Children's Review: Make a Pretty Sound: A Story of Ella Jenkins--The First Lady of Children's Music

In the radiant Make a Pretty Sound, author Traci N. Todd (Nina) and illustrator Eleanor Davis (Flop to the Top) reverently capture the legacy of singer/songwriter Ella Jenkins, who revolutionized children's music. Todd frames the story by beginning with Ella's childhood in Chicago's Bronzeville neighborhood and closes with an elderly Ella, who traveled "farther than she has ever been" to perform onstage for children in Indonesia.

Todd and Davis explore the influences that shaped young Ella into the renowned children's musician she became: playground chants, her favorite record shop, the blues music her Uncle Flood introduced her to, and the Bronzeville music halls where she once saw Cab Calloway engage in his call-and-response songs. As young Ella walks the city streets of Chicago and "whistles with the birds," Todd brings the story to life with a distinctive rhythm and vivid sensory details: "Ella is a South Side girl, a Bronzeville bird, skipping in streets that smell of sweets and black-eyed peas."

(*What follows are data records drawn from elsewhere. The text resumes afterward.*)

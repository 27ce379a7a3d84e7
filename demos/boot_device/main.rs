//! Boots one virtual device and attaches an interactive shell to it.
//!
//! ```text
//! cargo run --example boot_device -- --config router.toml
//! ```

use std::io::{BufRead, Write};
use std::time::Duration;

use clap::Parser;

use devsim_core::{Device, DeviceConfig};

#[derive(Parser)]
#[command(about = "Boot a simulated Linux/network device and drop into its shell")]
struct Args {
    /// TOML device configuration; defaults to a single-router setup.
    #[arg(short, long)]
    config: Option<std::path::PathBuf>,
}

#[tokio::main]
async fn main() {
    tracing_subscriber::fmt()
        .with_env_filter(tracing_subscriber::EnvFilter::from_default_env())
        .init();

    let args = Args::parse();
    let config = match args.config {
        Some(path) => {
            let text = std::fs::read_to_string(&path).expect("read config file");
            DeviceConfig::from_toml_str(&text).expect("parse config file")
        }
        None => DeviceConfig::default(),
    };

    let mut device = Device::boot(config).expect("device boot");
    println!("{} ready, type commands (ctrl-d to quit)", device.hostname());

    // Drive the OSPF timer wheel while the shell is interactive.
    let engine = device.ospf();
    tokio::spawn(async move {
        while engine.is_running() {
            engine.tick();
            tokio::time::sleep(Duration::from_millis(100)).await;
        }
    });

    let stdin = std::io::stdin();
    let mut stdout = std::io::stdout();
    loop {
        print!("root@{}:~# ", device.hostname());
        stdout.flush().expect("flush prompt");

        let mut line = String::new();
        match stdin.lock().read_line(&mut line) {
            Ok(0) | Err(_) => break,
            Ok(_) => {}
        }
        print!("{}", device.execute(line.trim_end_matches('\n')));
    }

    device.shutdown();
}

After moving to San Francisco, Ella becomes a teacher, encouraging children to play with "anything to make a pretty sound" (oatmeal boxes, tins cans, and the like). Todd highlights Jenkins's performance at Martin Luther King Jr.'s 1964 Soldier Field rally, but emphasizes that Ella's songs were "for the children, for the hope she feels when she hears their voices." Many of Davis's illustrations feature kids, including young Ella herself, with mouths wide open, eyes closed: they sing and shout with full abandon, their voices ringing out freely and joyfully. Davis also portrays Ella as larger than life, a kind of pied piper to children, who are excited to make music and amplify their voices. Her art, which is reminiscent of Rafael López's illustrations in Drum Dream Girl, features a palette bursting with grainy crimsons, greens, and coppers. One such spread, depicting Armando Peraza--"the great conguero who tumbles from rumble! to smack!, from pop! to paaaah!"--exemplifies Davis's elegant compositions, accomplished linework, and dynamic body language. Although Peraza becomes a mentor to Ella, her greatest excitement lies in sharing what she learns: "And she can hardly wait to show the children," eager for them to experience the joy of making music for themselves. "The children," in turn, "can hardly wait to see her." Todd and Davis's stellar collaboration is an exceptional, enthusiastic dedication to the work of Jenkins, the "First Lady of Children's Music," a woman who spent her life bringing joy and music to children through timeless songs. --Julie Danielson

Shelf Talker: The joyful Make a Pretty Sound pays tribute to Ella Jenkins, the singer-songwriter who revolutionized children's music.